= Gayle Gardner =

American sportscaster

Gayle Gardner (born c. 1950) is an American sportscaster who worked for ESPN and NBC Sports beginning in 1987 until 1993. Gardner is considered a pioneer in sports broadcasting, having been the first female sports anchor to appear weekly on a major network.

==Career==
Gardner graduated from Brooklyn College in 1969 and earned a master's degree in film and broadcasting from Boston University in 1971.

Gardner started her career in Boston under the name Gail Granik. She began working as an intern for WBZ-TV and after graduating from BU she became an associate producer for the station's Sonya Hamlin Show. By 1974, she was the show's executive producer. She then worked as the producer of the Pat Collins Show on WCBS-TV. She returned to WBZ in 1976 as the executive producer and interviewer for the station's New England Patriots pregame show. In 1977, she began making appearances on WBZ's news broadcasts, serving as a tertiary sports anchor behind Len Berman and Jimmy Myers. In 1978, she became the nightly sports anchor for WDIV-TV in Detroit. At the time of her hiring she was the only woman to serve as a daily sports anchor in a top-10 market. She then worked as a reporter and weekend sports anchor for WJZ-TV in Baltimore.

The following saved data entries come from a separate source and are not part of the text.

use std::sync::Arc;

use async_trait::async_trait;

use larder_core::StoreResult;

/// Key → string persistence primitive.
///
/// ## Semantics
///
/// - `get` returns `None` for a key that was never written.
/// - `set` replaces the whole value for the key.
/// - Each call is atomic on its own; there are no transactions, version
///   tokens or locks spanning several calls. A read-modify-write built on top
///   of this is last-writer-wins.
///
/// Failures of the underlying device storage surface as
/// `StoreError::Unavailable`. Implementations never retry.
#[async_trait]
pub trait ByteStore: Send + Sync {
    async fn get(&self, key: &str) -> StoreResult<Option<String>>;

    async fn set(&self, key: &str, value: String) -> StoreResult<()>;
}

#[async_trait]
impl<S> ByteStore for Arc<S>
where
    S: ByteStore + ?Sized,
{
    async fn get(&self, key: &str) -> StoreResult<Option<String>> {
        (**self).get(key).await
    }

    async fn set(&self, key: &str, value: String) -> StoreResult<()> {
        (**self).set(key, value).await
    }
}

#[async_trait]
impl<'a, S> ByteStore for &'a S
where
    S: ByteStore + ?Sized,
{
    async fn get(&self, key: &str) -> StoreResult<Option<String>> {
        (**self).get(key).await
    }

    async fn set(&self, key: &str, value: String) -> StoreResult<()> {
        (**self).set(key, value).await
    }
}
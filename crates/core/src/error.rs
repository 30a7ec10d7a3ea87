//! Error model shared across layers.

use thiserror::Error;

/// Result type used across the domain layer.
pub type DomainResult<T> = Result<T, DomainError>;

/// Result type for byte store and repository operations.
pub type StoreResult<T> = Result<T, StoreError>;

/// Domain-level error.
///
/// Keep this focused on deterministic failures (validation, invariants,
/// malformed identifiers). Storage failures are `StoreError`.
#[derive(Debug, Error, Clone, PartialEq, Eq)]
pub enum DomainError {
    /// A value failed validation (e.g. malformed input).
    #[error("validation failed: {0}")]
    Validation(String),

    /// A domain invariant was violated.
    #[error("invariant violated: {0}")]
    InvariantViolation(String),

    /// An identifier was invalid (e.g. parse failure).
    #[error("invalid identifier: {0}")]
    InvalidId(String),
}

impl DomainError {
    pub fn validation(msg: impl Into<String>) -> Self {
        Self::Validation(msg.into())
    }

    pub fn invariant(msg: impl Into<String>) -> Self {
        Self::InvariantViolation(msg.into())
    }

    pub fn invalid_id(msg: impl Into<String>) -> Self {
        Self::InvalidId(msg.into())
    }
}

/// Durable store failure.
///
/// A malformed stored collection is deliberately *not* represented here: the
/// repository recovers from it by treating the collection as empty.
#[derive(Debug, Error, Clone, PartialEq, Eq)]
pub enum StoreError {
    /// The underlying byte store could not be read or written.
    #[error("store unavailable: {0}")]
    Unavailable(String),

    /// The collection could not be encoded for writing.
    #[error("serialization error: {0}")]
    Serialization(String),

    /// The write was refused by a domain rule (e.g. the id sequence is
    /// exhausted).
    #[error(transparent)]
    Domain(#[from] DomainError),
}

impl StoreError {
    pub fn unavailable(msg: impl Into<String>) -> Self {
        Self::Unavailable(msg.into())
    }
}

impl From<serde_json::Error> for StoreError {
    fn from(e: serde_json::Error) -> Self {
        StoreError::Serialization(e.to_string())
    }
}
//! Strongly-typed identifiers used across the domain.

use core::str::FromStr;
use serde::{Deserialize, Serialize};
use uuid::Uuid;

use crate::error::DomainError;

/// Identifier of an inventory item.
///
/// Stored as text. Items created by the repository carry decimal ids
/// (`"1"`, `"2"`, ...), but any string read back from storage is accepted.
#[derive(Debug, Clone, PartialEq, Eq, PartialOrd, Ord, Hash, Serialize, Deserialize)]
#[serde(transparent)]
pub struct ItemId(String);

/// Identifier of the fridge (container) an item belongs to.
#[derive(Debug, Clone, PartialEq, Eq, PartialOrd, Ord, Hash, Serialize, Deserialize)]
#[serde(transparent)]
pub struct FridgeId(String);

/// Identifier of one open edit session (log correlation only).
#[derive(Debug, Copy, Clone, PartialEq, Eq, Hash, Serialize, Deserialize)]
#[serde(transparent)]
pub struct SessionId(Uuid);

macro_rules! impl_string_newtype {
    ($t:ty) => {
        impl $t {
            pub fn new(value: impl Into<String>) -> Self {
                Self(value.into())
            }

            pub fn as_str(&self) -> &str {
                &self.0
            }
        }

        impl core::fmt::Display for $t {
            fn fmt(&self, f: &mut core::fmt::Formatter<'_>) -> core::fmt::Result {
                f.write_str(&self.0)
            }
        }

        impl From<&str> for $t {
            fn from(value: &str) -> Self {
                Self(value.to_string())
            }
        }

        impl From<String> for $t {
            fn from(value: String) -> Self {
                Self(value)
            }
        }
    };
}

impl_string_newtype!(ItemId);
impl_string_newtype!(FridgeId);

impl ItemId {
    /// Id for the given allocation sequence number.
    pub fn from_sequence(n: u64) -> Self {
        Self(n.to_string())
    }

    /// Numeric value of this id, if it is a plain decimal integer.
    pub fn as_sequence(&self) -> Option<u64> {
        self.0.trim().parse::<u64>().ok()
    }
}

impl SessionId {
    /// Create a new identifier.
    ///
    /// Uses UUIDv7 (time-ordered).
    pub fn new() -> Self {
        Self(Uuid::now_v7())
    }

    pub fn as_uuid(&self) -> &Uuid {
        &self.0
    }
}

impl Default for SessionId {
    fn default() -> Self {
        Self::new()
    }
}

impl core::fmt::Display for SessionId {
    fn fmt(&self, f: &mut core::fmt::Formatter<'_>) -> core::fmt::Result {
        core::fmt::Display::fmt(&self.0, f)
    }
}

impl FromStr for SessionId {
    type Err = DomainError;

    fn from_str(s: &str) -> Result<Self, Self::Err> {
        let uuid =
            Uuid::from_str(s).map_err(|e| DomainError::invalid_id(format!("SessionId: {e}")))?;
        Ok(Self(uuid))
    }
}
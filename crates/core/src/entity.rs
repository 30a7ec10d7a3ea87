//! Entity trait: identity + continuity across state changes.

/// Entity marker + minimal interface.
pub trait Entity {
    /// Strongly-typed entity identifier.
    type Id: Clone + Eq + core::hash::Hash + core::fmt::Debug;

    /// Returns the entity identifier.
    fn id(&self) -> &Self::Id;
}

/// Find the position of the entity with the given id.
pub fn position_of<E: Entity>(entities: &[E], id: &E::Id) -> Option<usize> {
    entities.iter().position(|e| e.id() == id)
}

/// Find the entity with the given id.
pub fn find_by_id<'a, E: Entity>(entities: &'a [E], id: &E::Id) -> Option<&'a E> {
    entities.iter().find(|e| e.id() == id)
}
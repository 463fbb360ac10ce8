//! # randbytes core
//!
//! Cryptographically strong random bytes from the platform CSPRNG, with a
//! bounded retry when the generator reports that it is not seeded yet.
//!
//! ## Calling conventions
//!
//! The same retry policy backs every way of asking for bytes:
//! - [`RandomBytes::generate_sync`] blocks the calling thread
//! - [`RandomBytes::generate`] is an `async fn`
//! - [`RandomBytes::generate_callback`] hands the outcome to a callback
//! - [`RandomBytes::generate_deferred`] returns a [`Deferred`] future
//!
//! The last two need the `async` feature (on by default) and a native target.
//! Hosts with their own executor, such as WebAssembly, drive the same
//! adapters through [`RandomBytes::callback_task`] and
//! [`RandomBytes::deferred_task`].
//!
//! ## Usage
//!
//! ```rust
//! use randbytes_core::{OsEntropy, RandomBytes};
//!
//! let rng = RandomBytes::new(OsEntropy::new());
//! let bytes = rng.generate_sync(18).unwrap();
//! assert_eq!(bytes.len(), 18);
//! ```
//!
//! ## Retry policy
//!
//! A request makes at most [`retry::MAX_ATTEMPTS`] calls into the source.
//! Failures whose message contains [`random::NOT_SEEDED_MARKER`] are retried
//! immediately; once the bound is reached the request fails with
//! [`RandomError::NotSeeded`]. Any other failure is returned at once as
//! [`RandomError::Source`], carrying the source's own error value.
//!
//! ## Error Handling
//!
//! - [`ArgumentError`] - caller mistakes, always reported by the initiating call
//! - [`RandomError::NotSeeded`] - the source never became ready
//! - [`RandomError::Source`] - any other source failure, unchanged

#![forbid(unsafe_code)]
#![warn(clippy::all, clippy::pedantic)]
#![allow(clippy::module_name_repetitions)]
#![allow(clippy::missing_errors_doc, clippy::missing_panics_doc)]

use std::sync::OnceLock;

pub mod callback;
mod config;
mod error;
mod generator;
#[cfg(feature = "async")]
mod generator_async;
pub mod random;
pub mod retry;
#[cfg(test)]
mod test_support;

pub use callback::CallbackArg;
pub use config::GeneratorConfig;
pub use error::{ArgumentError, RandomError, Result};
pub use generator::{RandomBytes, MAX_SIZE};
#[cfg(feature = "async")]
pub use generator_async::Deferred;
pub use random::{EntropySource, FailureKind, OsEntropy, OsError};

fn os_generator() -> &'static RandomBytes<OsEntropy> {
    static GENERATOR: OnceLock<RandomBytes<OsEntropy>> = OnceLock::new();
    GENERATOR.get_or_init(|| RandomBytes::new(OsEntropy::new()))
}

/// Generate `size` random bytes from the OS, blocking.
pub fn random_bytes_sync(size: usize) -> Result<Vec<u8>, OsError> {
    os_generator().generate_sync(size)
}

/// Generate `size` random bytes from the OS.
pub async fn random_bytes(size: usize) -> Result<Vec<u8>, OsError> {
    os_generator().generate(size).await
}

/// Generate a fixed-size random byte array from the OS.
pub fn random_array<const N: usize>() -> Result<[u8; N], OsError> {
    let bytes = random_bytes_sync(N)?;
    let mut buf = [0u8; N];
    buf.copy_from_slice(&bytes);
    Ok(buf)
}
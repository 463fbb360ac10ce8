//! Callback and deferred-value conventions.
//!
//! [`RandomBytes::callback_task`] and [`RandomBytes::deferred_task`] build the
//! work for a request without scheduling it, so any executor can drive them.
//! On native targets [`RandomBytes::generate_callback`] and
//! [`RandomBytes::generate_deferred`] schedule that work on tokio.
//!
//! # Example
//!
//! ```rust,ignore
//! use randbytes_core::{CallbackArg, OsEntropy, RandomBytes};
//!
//! #[tokio::main]
//! async fn main() -> Result<(), Box<dyn std::error::Error>> {
//!     let rng = RandomBytes::new(OsEntropy::new());
//!
//!     // Callback
//!     rng.generate_callback(18, CallbackArg::Callable(|outcome| {
//!         println!("{outcome:?}");
//!     }))?;
//!
//!     // Deferred
//!     let bytes = rng.generate_deferred(18)?.await?;
//!     assert_eq!(bytes.len(), 18);
//!
//!     Ok(())
//! }
//! ```

use std::future::Future;
use std::pin::Pin;
use std::task::{Context, Poll};

use tokio::sync::oneshot;

use crate::callback::CallbackArg;
use crate::error::{ArgumentError, RandomError, Result};
use crate::generator::{check_size, RandomBytes};
use crate::random::EntropySource;

impl<S: EntropySource> RandomBytes<S> {
    /// Validate a callback request and return the work that fulfils it.
    ///
    /// Nothing runs until the returned future is polled; it calls `callback`
    /// exactly once with the outcome. The future is `Send` when `callback` is.
    pub fn callback_task<F>(
        &self,
        size: usize,
        callback: CallbackArg<F>,
    ) -> std::result::Result<impl Future<Output = ()>, ArgumentError>
    where
        F: FnOnce(Result<Vec<u8>, S::Error>) + 'static,
    {
        let callback = callback.validate()?;
        check_size(size)?;

        let this = self.clone();
        Ok(async move { callback(this.generate(size).await) })
    }

    /// Validate a deferred request and return its work and its [`Deferred`].
    ///
    /// The work is a [`RandomBytes::callback_task`] whose callback settles the
    /// `Deferred`. Fails with [`ArgumentError::CallbackRequired`] when
    /// deferred values are disabled in the [`crate::GeneratorConfig`].
    pub fn deferred_task(
        &self,
        size: usize,
    ) -> std::result::Result<(impl Future<Output = ()>, Deferred<S::Error>), ArgumentError> {
        self.check_deferred()?;

        let (settle, deferred) = deferred_channel();
        let task = self.callback_task(size, CallbackArg::Callable(settle))?;
        Ok((task, deferred))
    }

    fn check_deferred(&self) -> std::result::Result<(), ArgumentError> {
        if self.config().deferred() {
            Ok(())
        } else {
            Err(ArgumentError::CallbackRequired)
        }
    }
}

#[cfg(not(target_arch = "wasm32"))]
impl<S: EntropySource> RandomBytes<S> {
    /// Generate `size` random bytes and hand the outcome to `callback`.
    ///
    /// The callback runs exactly once. The request itself is held back until
    /// this call has finished scheduling it, so the callback never runs on
    /// the caller's stack and never before the work is released on return.
    /// Inside a tokio runtime the request is spawned onto it; otherwise it
    /// runs on a dedicated thread.
    ///
    /// A missing or non-callable callback, or an oversized request, is
    /// reported here and nothing is scheduled.
    pub fn generate_callback<F>(
        &self,
        size: usize,
        callback: CallbackArg<F>,
    ) -> std::result::Result<(), ArgumentError>
    where
        F: FnOnce(Result<Vec<u8>, S::Error>) + Send + 'static,
    {
        let callback = callback.validate()?;
        check_size(size)?;

        let (release, released) = oneshot::channel::<()>();
        let this = self.clone();
        if let Ok(handle) = tokio::runtime::Handle::try_current() {
            handle.spawn(async move {
                let _ = released.await;
                callback(this.generate(size).await);
            });
        } else {
            log::debug!("no tokio runtime, generating on a dedicated thread");
            std::thread::spawn(move || {
                let _ = released.blocking_recv();
                callback(this.generate_sync(size));
            });
        }

        // Must stay the last step before returning
        let _ = release.send(());
        Ok(())
    }

    /// Generate `size` random bytes as a deferred value.
    ///
    /// Fails with [`ArgumentError::CallbackRequired`] when deferred values are
    /// disabled in the [`crate::GeneratorConfig`].
    pub fn generate_deferred(
        &self,
        size: usize,
    ) -> std::result::Result<Deferred<S::Error>, ArgumentError> {
        self.check_deferred()?;

        let (settle, deferred) = deferred_channel();
        self.generate_callback(size, CallbackArg::Callable(settle))?;
        Ok(deferred)
    }
}

/// A callback that settles the returned [`Deferred`] with its outcome.
fn deferred_channel<E>() -> (impl FnOnce(Result<Vec<u8>, E>) + Send + 'static, Deferred<E>)
where
    E: std::error::Error + Send + 'static,
{
    let (tx, rx) = oneshot::channel();
    let settle = move |outcome| {
        // Receiver gone means the caller dropped the Deferred
        let _ = tx.send(outcome);
    };
    (settle, Deferred { rx })
}

/// Pending outcome of a deferred request.
///
/// Resolves exactly once. Dropping it does not cancel the request.
#[must_use = "a Deferred does nothing unless awaited"]
pub struct Deferred<E>
where
    E: std::error::Error + 'static,
{
    rx: oneshot::Receiver<Result<Vec<u8>, E>>,
}

impl<E> Future for Deferred<E>
where
    E: std::error::Error + 'static,
{
    type Output = Result<Vec<u8>, E>;

    fn poll(mut self: Pin<&mut Self>, cx: &mut Context<'_>) -> Poll<Self::Output> {
        Pin::new(&mut self.rx)
            .poll(cx)
            .map(|received| received.unwrap_or(Err(RandomError::Interrupted)))
    }
}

After being hired by ESPN in 1983, Gardner served as a SportsCenter anchor for three years. Gardner then worked for NBC from 1987 to 1993. Among the assignments that she undertook included anchoring NBC's New Year's Day college football bowl game coverage, NFL Live!, Major League Baseball: An Inside Look, NBC's 1988 and 1992 Summer Olympics coverage, the French Open, Wimbledon, and NBC's "Prudential Sports Updates". In 1989, she became the first woman to regularly host Major League Baseball games for a major television network, NBC.

In January 1989, Gardner was a member of the NBC broadcast team for Super Bowl XXIII (San Francisco vs. Cincinnati).

On August 3, 1993, Gardner became the first woman to do televised play-by-play of a baseball game when she called the action of a game between the Colorado Rockies and the Cincinnati Reds.

Gardner later worked on the Food Network before writing a screenplay. She spent three years on the Food Network.

In 2004 (to celebrate the 25th anniversary of SportsCenter), Gardner returned to anchor a special "old school" edition of SportsCenter alongside Stuart Scott.